▶

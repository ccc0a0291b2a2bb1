use anyhow::{Context, Result};

use crate::display::input::DEFAULT_INPUT_VERSION;
use crate::display::types::RawDisplayMode;
use crate::logging::LogLevel;

/// Window class registered for the surface window unless overridden.
pub const DEFAULT_CLASS_NAME: &str = "DISPLAYBRIDGEWINDOW";

/// Title of the surface window unless overridden.
pub const DEFAULT_WINDOW_TITLE: &str = "Display Bridge";

pub const ENV_CLASS: &str = "DISPLAY_BRIDGE_CLASS";
pub const ENV_TITLE: &str = "DISPLAY_BRIDGE_TITLE";
pub const ENV_INPUT_VERSION: &str = "DISPLAY_BRIDGE_INPUT_VERSION";
pub const ENV_LOG_LEVEL: &str = "DISPLAY_BRIDGE_LOG_LEVEL";
pub const ENV_LOG_FILE: &str = "DISPLAY_BRIDGE_LOG_FILE";

/// Bridge options that can be set via the environment or the CLI
#[derive(Debug, Clone, PartialEq, Eq)]
pub struct BridgeConfig {
    pub window_class_name: String,
    pub window_title: String,
    pub input_version: u32,
    pub log_level: LogLevel,
    pub log_file: Option<String>,
}

impl Default for BridgeConfig {
    fn default() -> Self {
        Self {
            window_class_name: DEFAULT_CLASS_NAME.to_string(),
            window_title: DEFAULT_WINDOW_TITLE.to_string(),
            input_version: DEFAULT_INPUT_VERSION,
            log_level: LogLevel::Info,
            log_file: None,
        }
    }
}

/// Load configuration from the process environment
pub fn load_config() -> Result<BridgeConfig> {
    load_config_from(|key| std::env::var(key).ok())
}

/// Load configuration, reading overrides through `lookup`.
///
/// Empty values are treated as unset.
pub fn load_config_from<F>(lookup: F) -> Result<BridgeConfig>
where
    F: Fn(&str) -> Option<String>,
{
    let get = |key: &str| lookup(key).filter(|v| !v.trim().is_empty());
    let mut config = BridgeConfig::default();

    if let Some(class) = get(ENV_CLASS) {
        config.window_class_name = class;
    }
    if let Some(title) = get(ENV_TITLE) {
        config.window_title = title;
    }
    if let Some(version) = get(ENV_INPUT_VERSION) {
        config.input_version =
            parse_input_version(&version).with_context(|| format!("Invalid {}", ENV_INPUT_VERSION))?;
    }
    if let Some(level) = get(ENV_LOG_LEVEL) {
        config.log_level =
            parse_log_level(&level).with_context(|| format!("Invalid {}", ENV_LOG_LEVEL))?;
    }
    if let Some(file) = get(ENV_LOG_FILE) {
        config.log_file = Some(file);
    }

    Ok(config)
}

/// Parse a display mode string in the format "WIDTHxHEIGHTxBPP[@HZ]"
///
/// A missing refresh rate means "driver default" and is stored as 0.
pub fn parse_display_mode(s: &str) -> Result<RawDisplayMode> {
    let (dims, refresh) = match s.split_once('@') {
        Some((dims, hz)) => (dims, Some(hz)),
        None => (s, None),
    };

    let parts: Vec<&str> = dims.split('x').collect();
    if parts.len() != 3 {
        anyhow::bail!("Display mode must be in WIDTHxHEIGHTxBPP[@HZ] format");
    }

    let width: u32 = parts[0].trim().parse().context("Invalid width value")?;
    let height: u32 = parts[1].trim().parse().context("Invalid height value")?;
    let bpp: u32 = parts[2].trim().parse().context("Invalid bit depth value")?;
    let refresh: u32 = match refresh {
        Some(hz) => hz.trim().parse().context("Invalid refresh rate value")?,
        None => 0,
    };

    if width == 0 || height == 0 || bpp == 0 {
        anyhow::bail!("Display mode values must be positive");
    }

    Ok(RawDisplayMode::new(width, height, bpp, refresh))
}

/// Parse an input interface version, decimal or `0x`-prefixed hex
pub fn parse_input_version(s: &str) -> Result<u32> {
    let s = s.trim();
    let version = match s.strip_prefix("0x").or_else(|| s.strip_prefix("0X")) {
        Some(hex) => u32::from_str_radix(hex, 16).context("Invalid hex input version")?,
        None => s.parse().context("Invalid input version")?,
    };
    if version == 0 || version > 0xFFFF {
        anyhow::bail!("Input version out of range (0x0001 to 0xFFFF)");
    }
    Ok(version)
}

/// Parse a log level by name (error, warning, ...) or number (0-6)
pub fn parse_log_level(s: &str) -> Result<LogLevel> {
    let s = s.trim();
    if let Ok(n) = s.parse::<i32>() {
        if !(0..=6).contains(&n) {
            anyhow::bail!("Log level out of range (0 to 6)");
        }
        return Ok(LogLevel::from_i32(n));
    }
    match s.to_lowercase().as_str() {
        "nothing" | "off" | "none" => Ok(LogLevel::Nothing),
        "user" => Ok(LogLevel::User),
        "error" => Ok(LogLevel::Error),
        "warning" | "warn" => Ok(LogLevel::Warning),
        "info" => Ok(LogLevel::Info),
        "debug" => Ok(LogLevel::Debug),
        "all" | "trace" => Ok(LogLevel::All),
        _ => anyhow::bail!(
            "Invalid log level: {}. Valid options: nothing, user, error, warning, info, debug, all",
            s
        ),
    }
}

#[cfg(test)]
mod tests {
    use super::*;
    use std::collections::HashMap;

    fn env(pairs: &[(&str, &str)]) -> impl Fn(&str) -> Option<String> {
        let map: HashMap<String, String> = pairs
            .iter()
            .map(|(k, v)| (k.to_string(), v.to_string()))
            .collect();
        move |key| map.get(key).cloned()
    }

    #[test]
    fn test_parse_display_mode_valid() {
        let mode = parse_display_mode("800x600x32@60").unwrap();
        assert_eq!(mode, RawDisplayMode::new(800, 600, 32, 60));

        let mode = parse_display_mode("1024x768x16").unwrap();
        assert_eq!(mode.refresh_hz, 0);
    }

    #[test]
    fn test_parse_display_mode_invalid_format() {
        assert!(parse_display_mode("800x600").is_err());
        assert!(parse_display_mode("800-600-32").is_err());
        assert!(parse_display_mode("800x600x32@").is_err());
    }

    #[test]
    fn test_parse_display_mode_invalid_values() {
        assert!(parse_display_mode("0x600x32").is_err());
        assert!(parse_display_mode("800x600x0").is_err());
        assert!(parse_display_mode("axbxc").is_err());
    }

    #[test]
    fn test_parse_input_version() {
        assert_eq!(parse_input_version("0x0800").unwrap(), 0x0800);
        assert_eq!(parse_input_version("0X0300").unwrap(), 0x0300);
        assert_eq!(parse_input_version("2048").unwrap(), 0x0800);
        assert!(parse_input_version("0").is_err());
        assert!(parse_input_version("0x10000").is_err());
        assert!(parse_input_version("0xZZ").is_err());
    }

    #[test]
    fn test_parse_log_level() {
        assert_eq!(parse_log_level("debug").unwrap(), LogLevel::Debug);
        assert_eq!(parse_log_level("WARN").unwrap(), LogLevel::Warning);
        assert_eq!(parse_log_level("2").unwrap(), LogLevel::Error);
        assert!(parse_log_level("7").is_err());
        assert!(parse_log_level("loud").is_err());
    }

    #[test]
    fn test_config_default() {
        let config = BridgeConfig::default();
        assert_eq!(config.window_class_name, DEFAULT_CLASS_NAME);
        assert_eq!(config.window_title, "Display Bridge");
        assert_eq!(config.input_version, 0x0800);
        assert!(config.log_file.is_none());
    }

    #[test]
    fn test_load_config_overrides() {
        let config = load_config_from(env(&[
            (ENV_CLASS, "HOSTWINDOW"),
            (ENV_TITLE, "Host"),
            (ENV_INPUT_VERSION, "0x0700"),
            (ENV_LOG_LEVEL, "debug"),
            (ENV_LOG_FILE, "bridge.log"),
        ]))
        .unwrap();
        assert_eq!(config.window_class_name, "HOSTWINDOW");
        assert_eq!(config.window_title, "Host");
        assert_eq!(config.input_version, 0x0700);
        assert_eq!(config.log_level, LogLevel::Debug);
        assert_eq!(config.log_file.as_deref(), Some("bridge.log"));
    }

    #[test]
    fn test_load_config_ignores_empty_values() {
        let config = load_config_from(env(&[(ENV_CLASS, "  "), (ENV_LOG_FILE, "")])).unwrap();
        assert_eq!(config, BridgeConfig::default());
    }

    #[test]
    fn test_load_config_rejects_bad_values() {
        assert!(load_config_from(env(&[(ENV_INPUT_VERSION, "eight")])).is_err());
        assert!(load_config_from(env(&[(ENV_LOG_LEVEL, "chatty")])).is_err());
    }
}
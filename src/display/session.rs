//! Display session controller.
//!
//! Drives the create sequence
//!
//! ```text
//! Uninitialized -> [fullscreen: apply mode] -> register class (once)
//!     -> WindowCreated -> InputInitialized -> PixelFormatCommitted -> Active
//! ```
//!
//! and funnels every failure, and every explicit destroy, through the single
//! [`SessionController::teardown`] routine.

use crate::config::BridgeConfig;
use crate::display::error::{SessionError, SessionResult, WindowCreationError};
use crate::display::input::InputSubsystem;
use crate::display::mode_switch;
use crate::display::modes;
use crate::display::pixel_format::{self, AcceptedFormat, PixelFormatRequest};
use crate::display::platform::DisplayPlatform;
use crate::display::surface::SurfaceHost;
use crate::display::types::{DisplayModeDescriptor, DisplayRequest, WindowHandle};

/// Where the current session is in the create sequence.
#[derive(Debug, Clone, Copy, PartialEq, Eq, Default)]
pub enum SessionState {
    #[default]
    Uninitialized,
    WindowCreated,
    InputInitialized,
    PixelFormatCommitted,
    Active,
}

/// Owns the platform and every resource of the (at most one) display
/// session.
pub struct SessionController<P: DisplayPlatform> {
    platform: P,
    surface: SurfaceHost,
    input: InputSubsystem,
    input_version: u32,
    state: SessionState,
    format: Option<AcceptedFormat>,
}

impl<P: DisplayPlatform> SessionController<P> {
    /// Controller with default configuration.
    #[must_use]
    pub fn new(platform: P) -> Self {
        Self::with_config(platform, &BridgeConfig::default())
    }

    #[must_use]
    pub fn with_config(platform: P, config: &BridgeConfig) -> Self {
        Self {
            platform,
            surface: SurfaceHost::new(config.window_class_name.clone(), config.window_title.clone()),
            input: InputSubsystem::new(),
            input_version: config.input_version,
            state: SessionState::Uninitialized,
            format: None,
        }
    }

    #[must_use]
    pub const fn state(&self) -> SessionState {
        self.state
    }

    #[must_use]
    pub fn is_active(&self) -> bool {
        self.state == SessionState::Active
    }

    /// Handle of the active session's window.
    #[must_use]
    pub fn window(&self) -> Option<WindowHandle> {
        if self.is_active() {
            self.surface.window()
        } else {
            None
        }
    }

    /// Pixel format committed for the active session.
    #[must_use]
    pub const fn accepted_format(&self) -> Option<AcceptedFormat> {
        self.format
    }

    #[must_use]
    pub const fn platform(&self) -> &P {
        &self.platform
    }

    pub fn platform_mut(&mut self) -> &mut P {
        &mut self.platform
    }

    #[must_use]
    pub const fn surface(&self) -> &SurfaceHost {
        &self.surface
    }

    /// Enumerate display modes. Does not touch session state.
    #[must_use]
    pub fn list_modes(&self) -> Vec<DisplayModeDescriptor> {
        modes::list_modes(&self.platform)
    }

    /// Create a display. Fails without side effects if a session is already
    /// active; any other failure tears down everything acquired so far.
    pub fn create_display(&mut self, request: &DisplayRequest) -> SessionResult<WindowHandle> {
        if self.state != SessionState::Uninitialized {
            log::error!("create requested while a display session is active");
            return Err(SessionError::AlreadyActive);
        }

        log::debug!(
            "creating display: size {}x{} {}hz {}bpp...",
            request.width,
            request.height,
            request.refresh_hz,
            request.bpp
        );

        match self.run_create(request) {
            Ok(window) => {
                self.state = SessionState::Active;
                log::info!("display session active, window {:#x}", window.0);
                Ok(window)
            }
            Err(err) => {
                log::error!("display creation failed: {}", err);
                self.teardown();
                Err(err)
            }
        }
    }

    fn run_create(&mut self, request: &DisplayRequest) -> SessionResult<WindowHandle> {
        if request.fullscreen {
            mode_switch::apply_mode(
                &mut self.platform,
                request.width,
                request.height,
                request.bpp,
                request.refresh_hz,
            )?;
        }

        let module = self.platform.module_handle();
        self.surface
            .ensure_window_class_registered(&mut self.platform, module)?;

        let window = self.surface.create_window(
            &mut self.platform,
            request.width,
            request.height,
            request.fullscreen,
            module,
        )?;
        self.state = SessionState::WindowCreated;

        self.input
            .initialize(&mut self.platform, module, self.input_version)?;
        self.state = SessionState::InputInitialized;

        let dc = self
            .surface
            .device_context()
            .ok_or_else(|| WindowCreationError {
                width: request.width,
                height: request.height,
                reason: "window has no device context".to_string(),
            })?;
        let format_request = PixelFormatRequest::new(
            request.bpp,
            request.alpha_bits,
            request.depth_bits,
            request.stencil_bits,
        );
        let accepted = pixel_format::negotiate(&mut self.platform, dc, &format_request)?;
        self.format = Some(accepted);
        self.state = SessionState::PixelFormatCommitted;

        Ok(window)
    }

    /// Explicit destroy request. Always succeeds.
    pub fn destroy_display(&mut self) {
        self.teardown();
    }

    /// Release everything in reverse order: input, window, display mode,
    /// cursor. Safe to call in any state, any number of times.
    pub fn teardown(&mut self) {
        self.input.release(&mut self.platform);
        self.surface.destroy_window(&mut self.platform);
        mode_switch::reset_mode(&mut self.platform);
        self.platform.set_cursor_visible(true);

        self.format = None;
        self.state = SessionState::Uninitialized;
        log::debug!("destroyed display");
    }
}
use std::io::Write;
use std::thread;
use std::time::Duration;

use anyhow::{Context, Result};
use clap::{Args, Parser, Subcommand};

use crate::config::{parse_display_mode, parse_log_level, BridgeConfig};
use crate::display::platform::DisplayPlatform;
use crate::display::session::SessionController;
use crate::display::types::{DisplayModeDescriptor, DisplayRequest, MIN_TRUE_COLOR_BITS};

/// Display bridge diagnostics
#[derive(Parser, Debug)]
#[command(name = "display-bridge")]
#[command(version)]
#[command(about = "Inspect display modes and probe fullscreen surface creation", long_about = None)]
pub struct Cli {
    /// Log file path (stderr when omitted)
    #[arg(short, long, value_name = "FILE", global = true)]
    pub logfile: Option<String>,

    /// Log level (nothing, user, error, warning, info, debug, all)
    #[arg(long, value_name = "LEVEL", global = true)]
    pub loglevel: Option<String>,

    /// Window title
    #[arg(long, value_name = "TITLE", global = true)]
    pub title: Option<String>,

    #[command(subcommand)]
    pub command: Command,
}

#[derive(Subcommand, Debug, PartialEq, Eq)]
pub enum Command {
    /// List every display mode with its alpha/depth/stencil combinations
    Modes {
        /// Only show modes with at least this many colour bits
        #[arg(long, value_name = "BITS", default_value_t = MIN_TRUE_COLOR_BITS)]
        min_bpp: u32,
    },
    /// Create a display, report it, then destroy it
    Probe(ProbeArgs),
}

#[derive(Args, Debug, PartialEq, Eq)]
pub struct ProbeArgs {
    /// Display mode (e.g., 800x600x32@60)
    #[arg(short, long, value_name = "WxHxBPP[@HZ]")]
    pub mode: String,

    /// Alpha bits
    #[arg(long, value_name = "BITS", default_value_t = 0)]
    pub alpha: u32,

    /// Depth buffer bits
    #[arg(long, value_name = "BITS", default_value_t = 0)]
    pub depth: u32,

    /// Stencil buffer bits
    #[arg(long, value_name = "BITS", default_value_t = 0)]
    pub stencil: u32,

    /// Switch the display mode and use a borderless window
    #[arg(short, long)]
    pub fullscreen: bool,

    /// How long to keep the display up before destroying it
    #[arg(long, value_name = "MS", default_value_t = 0)]
    pub hold_ms: u64,
}

impl ProbeArgs {
    pub fn to_request(&self) -> Result<DisplayRequest> {
        let mode = parse_display_mode(&self.mode).context("Invalid display mode")?;
        Ok(DisplayRequest {
            width: mode.width,
            height: mode.height,
            bpp: mode.bits_per_pixel,
            refresh_hz: mode.refresh_hz,
            alpha_bits: self.alpha,
            depth_bits: self.depth,
            stencil_bits: self.stencil,
            fullscreen: self.fullscreen,
        })
    }
}

impl Cli {
    /// Merge CLI arguments into the configuration
    pub fn merge_into_config(&self, mut config: BridgeConfig) -> Result<BridgeConfig> {
        if let Some(ref log_file) = self.logfile {
            config.log_file = Some(log_file.clone());
        }
        if let Some(ref level) = self.loglevel {
            config.log_level = parse_log_level(level).context("Invalid log level")?;
        }
        if let Some(ref title) = self.title {
            config.window_title = title.clone();
        }
        Ok(config)
    }
}

fn write_mode(out: &mut impl Write, mode: &DisplayModeDescriptor) -> Result<()> {
    writeln!(
        out,
        "{}x{}x{}@{} alpha {} depth {} stencil {}",
        mode.width,
        mode.height,
        mode.color_bits_per_pixel,
        mode.refresh_hz,
        mode.alpha_bits,
        mode.depth_bits,
        mode.stencil_bits
    )?;
    Ok(())
}

/// Run a subcommand against `controller`, writing the report to `out`.
pub fn execute<P: DisplayPlatform>(
    command: &Command,
    controller: &mut SessionController<P>,
    out: &mut impl Write,
) -> Result<()> {
    match command {
        Command::Modes { min_bpp } => {
            let modes: Vec<_> = controller
                .list_modes()
                .into_iter()
                .filter(|m| m.color_bits_per_pixel >= *min_bpp)
                .collect();
            for mode in &modes {
                write_mode(out, mode)?;
            }
            writeln!(out, "{} modes", modes.len())?;
        }
        Command::Probe(args) => {
            let request = args.to_request()?;
            let window = controller
                .create_display(&request)
                .context("Display creation failed")?;
            writeln!(out, "window {:#x}", window.0)?;
            if let Some(format) = controller.accepted_format() {
                let d = format.described;
                writeln!(
                    out,
                    "pixel format {} color {} alpha {} depth {} stencil {}",
                    format.id.0, d.color_bits, d.alpha_bits, d.depth_bits, d.stencil_bits
                )?;
            }
            if args.hold_ms > 0 {
                thread::sleep(Duration::from_millis(args.hold_ms));
            }
            controller.destroy_display();
            writeln!(out, "destroyed")?;
        }
    }
    Ok(())
}
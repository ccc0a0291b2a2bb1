// Display bridge library
// Native fullscreen display and input bootstrap for a host renderer

pub mod cli;
pub mod config;
pub mod display;
pub mod logging;

pub use cli::Cli;
pub use config::BridgeConfig;
pub use display::{DisplayPlatform, SessionController, SessionError};
pub use logging::LogLevel;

◀

*Exercise objective:*
Return exactly the opening lines of the listing above, ending with the line that has "pub const ENV_LOG_FILE: &str".

*Solution:*
repository ccc0a0291b2a2bb1
use anyhow::{Context, Result};

use crate::display::input::DEFAULT_INPUT_VERSION;
use crate::display::types::RawDisplayMode;
use crate::logging::LogLevel;

/// Window class registered for the surface window unless overridden.
pub const DEFAULT_CLASS_NAME: &str = "DISPLAYBRIDGEWINDOW";

/// Title of the surface window unless overridden.
pub const DEFAULT_WINDOW_TITLE: &str = "Display Bridge";

pub const ENV_CLASS: &str = "DISPLAY_BRIDGE_CLASS";
pub const ENV_TITLE: &str = "DISPLAY_BRIDGE_TITLE";
pub const ENV_INPUT_VERSION: &str = "DISPLAY_BRIDGE_INPUT_VERSION";
pub const ENV_LOG_LEVEL: &str = "DISPLAY_BRIDGE_LOG_LEVEL";
pub const ENV_LOG_FILE: &str = "DISPLAY_BRIDGE_LOG_FILE";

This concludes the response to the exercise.